Other port-linked news included the launch of the first cargo steamer ever built at Yarmouth - the Friargate at the Southtown shipyard of Crabtree. Also, North Quay timber merchant Mr F Wenn bought from Holland a splendid 70ft motor barge capable of 8mph, the first of its kind to be seen in the port.

A serious fire broke out near the Fishwharf at the premises of cooper Jenkins, destroying the property and many barrels, and severely damaging neighbouring buildings, including that of a salt merchant. It took firemen nine hours to bring the blaze under control, using both the motor and steam fire engines.

While shipping accidents were too common, road collisions were rare in those days, so considerable excitement was aroused when a crash near the Barking Fishery public house on High Road in Gorleston. It prompted the Mercury to describe the incident as “dramatic”. The vehicles were a new car belonging to Mr A E Baker and tram car number 19.

The rare phenomenon of a daylight comet attracted crowds to gather on Hall Quay to witness the spectacle in the western sky.

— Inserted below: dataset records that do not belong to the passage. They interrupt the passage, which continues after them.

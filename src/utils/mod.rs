//! Shared utilities: date parsing, list-literal cells, logging and progress.

pub mod date;
pub mod list_literal;
pub mod logging;

pub use date::{DateFormatConfig, parse_date_string};
pub use list_literal::{is_list_literal, parse_list_literal};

“New” also featured in the 1910 Mercurys. For example, the new pavilion on the Britannia Pier was opened, only eight months after its predecessor was gutted by a huge blaze causing damage estimated at £16,000. The new boys' grammar school on Salisbury Road was opened, costing £7625, the pupils moving from Trafalgar Road premises that were taken over by the girls' high school

Arnolds department store was extended along Regent Street, and its furniture shop in Market Row closed. Rivals Palmers pulled down part of its Market Place premises, rebuilding it in the style of the rest. Footwear retailer Freeman, Hardy and Willis moved into King Street, as did tools and cutlery specialist Smith and Daniels and piano, organ, gramophone and record stockist Wolsey and Wolsey. Arthur Hollis bought the old Bull Hotel on the Market Gates corner, converting it to sell agricultural machinery.

A closure was the Rose public house in Yarmouth town centre, its King Street site later acquired by jeweller H Samuel.

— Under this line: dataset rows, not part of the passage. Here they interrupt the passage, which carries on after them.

//! Configuration for the extraction pipeline.

use std::path::{Path, PathBuf};

use serde::{Deserialize, Serialize};

use crate::algorithm::MergePolicy;
use crate::error::util::safe_read_to_string;
use crate::error::{PatoError, Result};
use crate::mapping::{CodeMapping, bladder, renal};
use crate::parser::{PatternExtractor, renal_extractors};
use crate::utils::date::DateFormatConfig;

/// Built-in mapping and extractor set
#[derive(Debug, Clone, Copy, Default, PartialEq, Eq, Serialize, Deserialize)]
#[serde(rename_all = "snake_case")]
pub enum Preset {
    /// Renal tumour categories with the remainder-text extractors
    #[default]
    Renal,
    /// Bladder and urethra categories, no extractors
    Bladder,
}

impl Preset {
    /// Mapping table of the preset
    #[must_use]
    pub fn mapping(self) -> CodeMapping {
        match self {
            Self::Renal => renal::mapping(),
            Self::Bladder => bladder::mapping(),
        }
    }

    /// Remainder-text extractors of the preset
    pub fn extractors(self) -> Result<Vec<PatternExtractor>> {
        match self {
            Self::Renal => renal_extractors(),
            Self::Bladder => Ok(Vec::new()),
        }
    }

    /// Site codes a diagnosis must contain to be kept
    #[must_use]
    pub fn site_codes(self) -> Vec<String> {
        let codes = match self {
            Self::Renal => renal::KIDNEY_SITE_CODES,
            Self::Bladder => bladder::SITE_CODES,
        };
        codes.iter().map(|code| (*code).to_string()).collect()
    }
}

/// Configuration for a pipeline run
#[derive(Debug, Clone, PartialEq, Serialize, Deserialize)]
#[serde(default)]
pub struct PipelineConfig {
    /// Built-in mapping, extractors and site codes
    pub preset: Preset,
    /// JSON mapping table replacing the preset's mapping
    pub mapping_file: Option<PathBuf>,
    /// Records closer than this many days join the same episode
    pub window_days: i64,
    /// How field values are merged within an episode
    pub merge_policy: MergePolicy,
    /// Joins the remainder texts of merged records
    pub remainder_separator: String,
    /// Column holding the patient id in flat input files
    pub patient_column: String,
    /// List column with the diagnosis texts (the filter driver)
    pub diagnosis_column: String,
    /// List column with the received dates
    pub date_column: String,
    /// Other list columns kept in step with the diagnosis column
    pub dependent_columns: Vec<String>,
    /// Codes a diagnosis must contain to be kept; `None` uses the preset's site codes
    pub keep_codes: Option<Vec<String>>,
    /// Keep only the observations carrying a patient's earliest date
    pub keep_earliest_only: bool,
    /// Keep only the earliest observation per anchor code
    pub earliest_per_anchor: bool,
    /// Anchor codes; empty uses the keep codes
    pub anchor_codes: Vec<String>,
    /// Formats tried when parsing received dates
    pub date_formats: DateFormatConfig,
    /// Worker threads; `None` uses the global rayon pool
    pub num_threads: Option<usize>,
    /// Show a progress bar while processing the cohort
    pub show_progress: bool,
}

impl Default for PipelineConfig {
    fn default() -> Self {
        Self {
            preset: Preset::default(),
            mapping_file: None,
            window_days: 60,
            merge_policy: MergePolicy::default(),
            remainder_separator: "; ".to_string(),
            patient_column: "cpr".to_string(),
            diagnosis_column: "pato_diagnoses".to_string(),
            date_column: "pato_received_date".to_string(),
            dependent_columns: [
                "pato_service_provider",
                "pato_request_number",
                "pato_category",
                "pato_material_description_of_smple",
                "pato_conclusion",
                "pato_microscopy",
                "pato_other_investigations",
                "pato_macroscopy",
                "pato_clinical_information",
            ]
            .iter()
            .map(|column| (*column).to_string())
            .collect(),
            keep_codes: None,
            keep_earliest_only: false,
            earliest_per_anchor: false,
            anchor_codes: Vec::new(),
            date_formats: DateFormatConfig::default(),
            num_threads: None,
            show_progress: true,
        }
    }
}

impl PipelineConfig {
    /// Default configuration for a preset
    #[must_use]
    pub fn for_preset(preset: Preset) -> Self {
        Self {
            preset,
            ..Self::default()
        }
    }

    /// Load a configuration from a JSON file
    pub fn from_json_file(path: &Path) -> Result<Self> {
        let json = safe_read_to_string(path, "pipeline configuration")?;
        Self::from_json_str(&json)
    }

    /// Load a configuration from JSON; missing keys take their defaults
    pub fn from_json_str(json: &str) -> Result<Self> {
        let config: Self = serde_json::from_str(json)?;
        config.validate()?;
        Ok(config)
    }

    /// Check the configuration for values the pipeline cannot run with
    pub fn validate(&self) -> Result<()> {
        if self.window_days < 0 {
            return Err(PatoError::config(format!(
                "window_days must not be negative, got {}",
                self.window_days
            )));
        }
        if self.num_threads == Some(0) {
            return Err(PatoError::config("num_threads must be at least 1"));
        }
        if self.diagnosis_column == self.date_column {
            return Err(PatoError::config(
                "diagnosis_column and date_column must be different columns",
            ));
        }
        Ok(())
    }

    /// Set the preset
    #[must_use]
    pub fn with_preset(mut self, preset: Preset) -> Self {
        self.preset = preset;
        self
    }

    /// Set the clustering window
    #[must_use]
    pub fn with_window_days(mut self, window_days: i64) -> Self {
        self.window_days = window_days;
        self
    }

    /// Set the merge policy
    #[must_use]
    pub fn with_merge_policy(mut self, merge_policy: MergePolicy) -> Self {
        self.merge_policy = merge_policy;
        self
    }

    /// Set the remainder separator
    #[must_use]
    pub fn with_remainder_separator(mut self, separator: impl Into<String>) -> Self {
        self.remainder_separator = separator.into();
        self
    }

    /// Set the dependent columns
    #[must_use]
    pub fn with_dependent_columns<I, S>(mut self, columns: I) -> Self
    where
        I: IntoIterator<Item = S>,
        S: Into<String>,
    {
        self.dependent_columns = columns.into_iter().map(Into::into).collect();
        self
    }

    /// Set the keep codes
    #[must_use]
    pub fn with_keep_codes<I, S>(mut self, codes: I) -> Self
    where
        I: IntoIterator<Item = S>,
        S: Into<String>,
    {
        self.keep_codes = Some(codes.into_iter().map(Into::into).collect());
        self
    }

    /// Keep only the earliest-dated observations of each patient
    #[must_use]
    pub fn with_keep_earliest_only(mut self, enabled: bool) -> Self {
        self.keep_earliest_only = enabled;
        self
    }

    /// Keep only the earliest observation per anchor code
    #[must_use]
    pub fn with_earliest_per_anchor<I, S>(mut self, anchor_codes: I) -> Self
    where
        I: IntoIterator<Item = S>,
        S: Into<String>,
    {
        self.earliest_per_anchor = true;
        self.anchor_codes = anchor_codes.into_iter().map(Into::into).collect();
        self
    }

    /// Set the number of worker threads
    #[must_use]
    pub fn with_num_threads(mut self, num_threads: usize) -> Self {
        self.num_threads = Some(num_threads);
        self
    }

    /// Show or hide the progress bar
    #[must_use]
    pub fn with_progress(mut self, show_progress: bool) -> Self {
        self.show_progress = show_progress;
        self
    }

    /// Load a mapping table from a JSON file instead of the preset's
    #[must_use]
    pub fn with_mapping_file(mut self, path: impl Into<PathBuf>) -> Self {
        self.mapping_file = Some(path.into());
        self
    }

    /// The effective keep codes
    #[must_use]
    pub fn effective_keep_codes(&self) -> Vec<String> {
        self.keep_codes
            .clone()
            .unwrap_or_else(|| self.preset.site_codes())
    }

    /// The effective anchor codes
    #[must_use]
    pub fn effective_anchor_codes(&self) -> Vec<String> {
        if self.anchor_codes.is_empty() {
            self.effective_keep_codes()
        } else {
            self.anchor_codes.clone()
        }
    }

    /// The mapping table: the mapping file if set, else the preset's
    pub fn load_mapping(&self) -> Result<CodeMapping> {
        match &self.mapping_file {
            Some(path) => {
                let json = safe_read_to_string(path, "mapping table")?;
                CodeMapping::from_json_str(&json)
            }
            None => Ok(self.preset.mapping()),
        }
    }

    /// Number of worker threads the run will use
    #[must_use]
    pub fn effective_threads(&self) -> usize {
        self.num_threads.unwrap_or_else(num_cpus::get)
    }

    /// Dependent columns as string slices, without the driver
    #[must_use]
    pub fn dependent_column_refs(&self) -> Vec<&str> {
        self.dependent_columns
            .iter()
            .map(String::as_str)
            .filter(|column| *column != self.diagnosis_column)
            .collect()
    }
}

An added sea-front attraction was the sea caves under the scenic railway at the Pleasure Beach. Gorleston post office moved next to the Duke's Head public house.

New Liberal Clubs opened in Howard Street North and Northgate Street, Norfolk's second labour exchange opened on South Quay, a children's wing was added to the general hospital on Deneside as a memorial to King Edward VII who had recently died, the St Andrew's clergy house on North Quay was converted into a church holiday home, a new Methodist Church was dedicated in Nile Road, Gorleston, and a rebuilt Congregational Church in High Street was opened, costing £1400.

The era of guttering gas street lamps was turned off for ever when the last 500 in Yarmouth and 174 in Gorleston were converted to electricity.

Twenty-five years after negotiations began between the borough council and the owner of the Two Bears Hotel, a big part of the old building was demolished to widen the approach to Cobholm; the rebuilt hotel is still there today although it has been closed for a few years.

A dress code was introduced for male swimmers - regulation Oxford-style bathing suits were made compulsory by the council. Hiring a bathing machine for the summer cost 50p in today's decimal currency.

Nelson's Monument was insured for £10,000.

In Gorleston, Sussex Road and Poplar Avenue were built.